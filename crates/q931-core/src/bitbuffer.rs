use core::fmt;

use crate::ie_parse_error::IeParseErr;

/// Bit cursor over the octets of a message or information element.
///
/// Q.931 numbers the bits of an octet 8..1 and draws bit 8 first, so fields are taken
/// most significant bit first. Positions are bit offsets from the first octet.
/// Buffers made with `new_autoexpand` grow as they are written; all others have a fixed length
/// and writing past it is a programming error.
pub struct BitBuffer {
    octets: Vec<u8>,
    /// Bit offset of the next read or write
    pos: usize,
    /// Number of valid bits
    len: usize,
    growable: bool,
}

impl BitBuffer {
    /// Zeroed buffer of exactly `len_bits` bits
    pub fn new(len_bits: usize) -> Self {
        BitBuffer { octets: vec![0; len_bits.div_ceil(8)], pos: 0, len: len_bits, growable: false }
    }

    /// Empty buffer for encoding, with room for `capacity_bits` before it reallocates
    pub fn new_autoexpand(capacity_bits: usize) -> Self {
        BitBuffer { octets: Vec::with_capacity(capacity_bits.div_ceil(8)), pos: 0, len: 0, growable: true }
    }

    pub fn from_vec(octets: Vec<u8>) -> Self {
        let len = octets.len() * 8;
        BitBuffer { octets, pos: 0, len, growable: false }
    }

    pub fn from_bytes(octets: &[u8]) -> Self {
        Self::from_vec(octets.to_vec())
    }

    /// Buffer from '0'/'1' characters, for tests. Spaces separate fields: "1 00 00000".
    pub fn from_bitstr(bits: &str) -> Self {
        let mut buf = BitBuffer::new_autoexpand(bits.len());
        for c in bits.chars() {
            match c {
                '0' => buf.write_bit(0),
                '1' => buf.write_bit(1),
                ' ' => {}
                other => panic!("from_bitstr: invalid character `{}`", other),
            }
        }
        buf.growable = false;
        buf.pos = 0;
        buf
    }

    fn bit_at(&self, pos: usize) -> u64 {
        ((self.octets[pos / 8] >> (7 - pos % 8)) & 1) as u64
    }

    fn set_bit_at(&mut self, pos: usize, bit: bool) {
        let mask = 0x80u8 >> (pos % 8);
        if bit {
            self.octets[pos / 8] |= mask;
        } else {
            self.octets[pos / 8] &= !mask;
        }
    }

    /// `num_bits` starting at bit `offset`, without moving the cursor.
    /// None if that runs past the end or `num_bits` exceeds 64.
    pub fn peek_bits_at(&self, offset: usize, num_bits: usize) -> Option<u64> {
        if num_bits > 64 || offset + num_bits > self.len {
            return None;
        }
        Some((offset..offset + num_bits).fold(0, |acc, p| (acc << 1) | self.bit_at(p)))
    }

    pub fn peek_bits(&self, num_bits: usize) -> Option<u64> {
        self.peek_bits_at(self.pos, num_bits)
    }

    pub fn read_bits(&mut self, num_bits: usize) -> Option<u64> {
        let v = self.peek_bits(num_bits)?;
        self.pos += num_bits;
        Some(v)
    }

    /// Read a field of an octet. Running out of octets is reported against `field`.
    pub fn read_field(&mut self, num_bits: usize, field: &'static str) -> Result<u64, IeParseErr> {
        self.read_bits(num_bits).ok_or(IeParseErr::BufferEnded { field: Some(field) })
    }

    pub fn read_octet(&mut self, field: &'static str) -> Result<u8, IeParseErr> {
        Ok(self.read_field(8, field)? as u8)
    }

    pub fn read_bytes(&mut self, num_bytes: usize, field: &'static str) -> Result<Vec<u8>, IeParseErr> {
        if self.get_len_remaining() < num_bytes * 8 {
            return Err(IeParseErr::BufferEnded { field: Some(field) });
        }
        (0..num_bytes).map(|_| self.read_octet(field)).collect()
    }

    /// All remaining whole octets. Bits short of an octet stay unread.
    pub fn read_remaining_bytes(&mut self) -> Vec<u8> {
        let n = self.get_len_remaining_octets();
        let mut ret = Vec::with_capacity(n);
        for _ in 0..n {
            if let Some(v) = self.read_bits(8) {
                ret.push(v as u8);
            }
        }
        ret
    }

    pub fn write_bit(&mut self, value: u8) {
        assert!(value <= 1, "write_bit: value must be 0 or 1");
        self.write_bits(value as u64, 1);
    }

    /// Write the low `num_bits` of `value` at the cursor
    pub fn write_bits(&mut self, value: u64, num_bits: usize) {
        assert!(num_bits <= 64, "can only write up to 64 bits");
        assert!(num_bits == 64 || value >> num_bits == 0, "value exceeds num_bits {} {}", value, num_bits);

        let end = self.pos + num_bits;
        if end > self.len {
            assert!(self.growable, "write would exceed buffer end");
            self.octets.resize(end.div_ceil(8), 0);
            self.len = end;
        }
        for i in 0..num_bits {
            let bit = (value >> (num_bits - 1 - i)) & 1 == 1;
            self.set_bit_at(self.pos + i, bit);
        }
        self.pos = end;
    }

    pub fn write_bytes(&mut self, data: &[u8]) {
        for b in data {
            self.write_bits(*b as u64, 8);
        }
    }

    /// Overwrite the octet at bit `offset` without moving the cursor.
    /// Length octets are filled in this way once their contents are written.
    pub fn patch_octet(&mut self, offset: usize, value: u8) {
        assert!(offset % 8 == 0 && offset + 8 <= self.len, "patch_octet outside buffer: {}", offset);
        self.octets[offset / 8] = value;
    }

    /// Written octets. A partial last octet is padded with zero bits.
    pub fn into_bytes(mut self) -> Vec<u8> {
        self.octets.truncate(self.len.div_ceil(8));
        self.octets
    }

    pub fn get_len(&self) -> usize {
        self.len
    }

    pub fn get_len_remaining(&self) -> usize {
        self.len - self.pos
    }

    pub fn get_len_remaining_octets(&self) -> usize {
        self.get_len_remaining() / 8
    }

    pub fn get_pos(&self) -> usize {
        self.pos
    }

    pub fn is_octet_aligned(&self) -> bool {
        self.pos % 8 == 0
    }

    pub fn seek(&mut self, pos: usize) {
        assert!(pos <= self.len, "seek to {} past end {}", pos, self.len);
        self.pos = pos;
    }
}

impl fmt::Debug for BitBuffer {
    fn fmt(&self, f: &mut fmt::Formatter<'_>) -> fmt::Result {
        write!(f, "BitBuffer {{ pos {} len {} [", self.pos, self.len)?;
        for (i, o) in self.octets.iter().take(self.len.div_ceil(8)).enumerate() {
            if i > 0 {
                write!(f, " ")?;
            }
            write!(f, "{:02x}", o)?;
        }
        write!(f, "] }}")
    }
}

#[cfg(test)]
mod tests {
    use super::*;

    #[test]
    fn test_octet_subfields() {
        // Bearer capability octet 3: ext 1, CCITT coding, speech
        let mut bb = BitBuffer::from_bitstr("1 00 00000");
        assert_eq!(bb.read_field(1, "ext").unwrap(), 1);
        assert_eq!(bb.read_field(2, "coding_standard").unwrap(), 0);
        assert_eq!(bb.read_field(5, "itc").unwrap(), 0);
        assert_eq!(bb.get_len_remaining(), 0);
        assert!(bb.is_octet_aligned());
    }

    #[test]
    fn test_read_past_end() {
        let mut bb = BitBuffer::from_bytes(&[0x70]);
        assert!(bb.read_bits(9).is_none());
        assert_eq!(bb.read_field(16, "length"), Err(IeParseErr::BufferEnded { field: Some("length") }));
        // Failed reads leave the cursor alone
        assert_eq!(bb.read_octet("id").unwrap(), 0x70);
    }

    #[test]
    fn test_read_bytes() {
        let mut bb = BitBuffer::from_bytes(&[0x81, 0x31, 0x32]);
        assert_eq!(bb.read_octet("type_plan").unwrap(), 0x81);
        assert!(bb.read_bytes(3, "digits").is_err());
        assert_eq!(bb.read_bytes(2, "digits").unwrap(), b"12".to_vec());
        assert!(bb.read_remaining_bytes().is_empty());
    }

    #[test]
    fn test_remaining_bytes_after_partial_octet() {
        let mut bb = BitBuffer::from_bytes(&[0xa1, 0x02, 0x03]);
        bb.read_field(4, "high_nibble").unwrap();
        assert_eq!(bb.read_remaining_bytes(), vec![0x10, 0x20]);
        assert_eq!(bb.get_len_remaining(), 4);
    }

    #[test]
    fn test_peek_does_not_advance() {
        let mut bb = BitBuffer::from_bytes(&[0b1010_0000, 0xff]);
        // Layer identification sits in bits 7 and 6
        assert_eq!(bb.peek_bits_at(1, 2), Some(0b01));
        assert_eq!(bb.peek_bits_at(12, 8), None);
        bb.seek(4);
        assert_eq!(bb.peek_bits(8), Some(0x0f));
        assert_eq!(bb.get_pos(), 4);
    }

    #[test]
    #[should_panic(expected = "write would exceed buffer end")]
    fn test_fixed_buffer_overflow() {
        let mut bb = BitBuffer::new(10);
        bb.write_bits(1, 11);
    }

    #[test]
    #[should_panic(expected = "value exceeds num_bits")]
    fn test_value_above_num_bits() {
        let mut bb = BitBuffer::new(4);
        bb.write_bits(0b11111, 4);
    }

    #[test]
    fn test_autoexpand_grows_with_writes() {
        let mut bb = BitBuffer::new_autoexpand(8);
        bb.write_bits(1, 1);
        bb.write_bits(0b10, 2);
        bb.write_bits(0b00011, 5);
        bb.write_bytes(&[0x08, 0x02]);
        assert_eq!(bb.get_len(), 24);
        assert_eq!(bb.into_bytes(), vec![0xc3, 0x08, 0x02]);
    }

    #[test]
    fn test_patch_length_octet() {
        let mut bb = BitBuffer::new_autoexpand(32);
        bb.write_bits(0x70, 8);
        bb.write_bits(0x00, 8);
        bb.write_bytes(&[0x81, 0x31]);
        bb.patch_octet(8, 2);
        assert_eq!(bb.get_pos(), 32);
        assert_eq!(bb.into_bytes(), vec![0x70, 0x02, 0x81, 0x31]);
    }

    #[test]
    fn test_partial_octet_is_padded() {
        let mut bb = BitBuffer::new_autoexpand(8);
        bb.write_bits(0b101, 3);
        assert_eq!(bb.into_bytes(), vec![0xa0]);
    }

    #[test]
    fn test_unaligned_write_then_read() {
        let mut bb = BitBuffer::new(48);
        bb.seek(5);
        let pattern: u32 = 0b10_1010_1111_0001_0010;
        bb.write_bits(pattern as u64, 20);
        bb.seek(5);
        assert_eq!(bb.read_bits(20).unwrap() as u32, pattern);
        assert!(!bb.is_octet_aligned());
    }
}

┄┄┄┄┄┄┄┄┄┄┄┄┄┄┄┄┄┄┄┄

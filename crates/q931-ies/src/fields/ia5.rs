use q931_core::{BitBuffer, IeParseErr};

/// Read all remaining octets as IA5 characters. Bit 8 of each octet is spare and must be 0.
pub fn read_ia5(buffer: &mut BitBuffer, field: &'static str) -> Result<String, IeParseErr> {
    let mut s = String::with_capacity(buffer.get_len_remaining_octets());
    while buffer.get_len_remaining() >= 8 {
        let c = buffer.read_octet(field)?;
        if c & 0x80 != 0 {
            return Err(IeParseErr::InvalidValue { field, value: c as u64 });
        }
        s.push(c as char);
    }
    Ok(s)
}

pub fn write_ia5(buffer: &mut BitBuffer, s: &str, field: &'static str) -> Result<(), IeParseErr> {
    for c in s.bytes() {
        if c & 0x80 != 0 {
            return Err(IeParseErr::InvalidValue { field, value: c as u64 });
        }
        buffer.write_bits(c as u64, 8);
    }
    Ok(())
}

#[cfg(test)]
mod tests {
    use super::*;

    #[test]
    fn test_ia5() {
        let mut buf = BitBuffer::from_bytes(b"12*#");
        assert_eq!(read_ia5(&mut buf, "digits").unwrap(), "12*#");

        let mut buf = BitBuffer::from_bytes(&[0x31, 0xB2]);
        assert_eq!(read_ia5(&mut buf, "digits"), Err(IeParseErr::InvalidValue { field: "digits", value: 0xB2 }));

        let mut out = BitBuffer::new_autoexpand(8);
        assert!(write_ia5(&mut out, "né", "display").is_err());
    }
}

┄┄┄┄┄┄┄┄┄┄┄┄┄┄┄┄┄┄┄┄

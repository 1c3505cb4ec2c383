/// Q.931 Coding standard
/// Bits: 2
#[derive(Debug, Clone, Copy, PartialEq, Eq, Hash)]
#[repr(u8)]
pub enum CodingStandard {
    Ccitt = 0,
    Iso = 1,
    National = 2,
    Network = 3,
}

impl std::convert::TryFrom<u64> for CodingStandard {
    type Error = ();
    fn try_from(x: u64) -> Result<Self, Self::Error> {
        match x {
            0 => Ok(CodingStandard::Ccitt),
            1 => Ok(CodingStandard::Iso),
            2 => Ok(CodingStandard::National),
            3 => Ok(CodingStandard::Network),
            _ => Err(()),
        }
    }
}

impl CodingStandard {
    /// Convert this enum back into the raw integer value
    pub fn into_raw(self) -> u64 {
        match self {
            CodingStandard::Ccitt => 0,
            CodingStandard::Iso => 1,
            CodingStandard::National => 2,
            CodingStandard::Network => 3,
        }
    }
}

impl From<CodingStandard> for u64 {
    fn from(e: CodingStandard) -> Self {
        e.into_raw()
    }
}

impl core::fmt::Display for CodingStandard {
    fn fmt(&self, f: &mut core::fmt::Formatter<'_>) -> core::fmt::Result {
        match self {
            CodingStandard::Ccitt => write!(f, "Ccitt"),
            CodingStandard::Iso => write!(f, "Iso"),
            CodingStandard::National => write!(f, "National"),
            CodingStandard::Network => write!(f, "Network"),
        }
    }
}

┄┄┄┄┄┄┄┄┄┄┄┄┄┄┄┄┄┄┄┄

* _Your assignment_
Begin at the line that has "filename crates/q931-core/src/bitbuffer.rs" in the entries above; stop after the line that has "self.octets[pos / 8] &= !mask;". Transcribe exactly those lines and no others.

* _Problem solution_
filename crates/q931-core/src/bitbuffer.rs
use core::fmt;

use crate::ie_parse_error::IeParseErr;

/// Bit cursor over the octets of a message or information element.
///
/// Q.931 numbers the bits of an octet 8..1 and draws bit 8 first, so fields are taken
/// most significant bit first. Positions are bit offsets from the first octet.
/// Buffers made with `new_autoexpand` grow as they are written; all others have a fixed length
/// and writing past it is a programming error.
pub struct BitBuffer {
    octets: Vec<u8>,
    /// Bit offset of the next read or write
    pos: usize,
    /// Number of valid bits
    len: usize,
    growable: bool,
}

impl BitBuffer {
    /// Zeroed buffer of exactly `len_bits` bits
    pub fn new(len_bits: usize) -> Self {
        BitBuffer { octets: vec![0; len_bits.div_ceil(8)], pos: 0, len: len_bits, growable: false }
    }

    /// Empty buffer for encoding, with room for `capacity_bits` before it reallocates
    pub fn new_autoexpand(capacity_bits: usize) -> Self {
        BitBuffer { octets: Vec::with_capacity(capacity_bits.div_ceil(8)), pos: 0, len: 0, growable: true }
    }

    pub fn from_vec(octets: Vec<u8>) -> Self {
        let len = octets.len() * 8;
        BitBuffer { octets, pos: 0, len, growable: false }
    }

    pub fn from_bytes(octets: &[u8]) -> Self {
        Self::from_vec(octets.to_vec())
    }

    /// Buffer from '0'/'1' characters, for tests. Spaces separate fields: "1 00 00000".
    pub fn from_bitstr(bits: &str) -> Self {
        let mut buf = BitBuffer::new_autoexpand(bits.len());
        for c in bits.chars() {
            match c {
                '0' => buf.write_bit(0),
                '1' => buf.write_bit(1),
                ' ' => {}
                other => panic!("from_bitstr: invalid character `{}`", other),
            }
        }
        buf.growable = false;
        buf.pos = 0;
        buf
    }

    fn bit_at(&self, pos: usize) -> u64 {
        ((self.octets[pos / 8] >> (7 - pos % 8)) & 1) as u64
    }

    fn set_bit_at(&mut self, pos: usize, bit: bool) {
        let mask = 0x80u8 >> (pos % 8);
        if bit {
            self.octets[pos / 8] |= mask;
        } else {
            self.octets[pos / 8] &= !mask;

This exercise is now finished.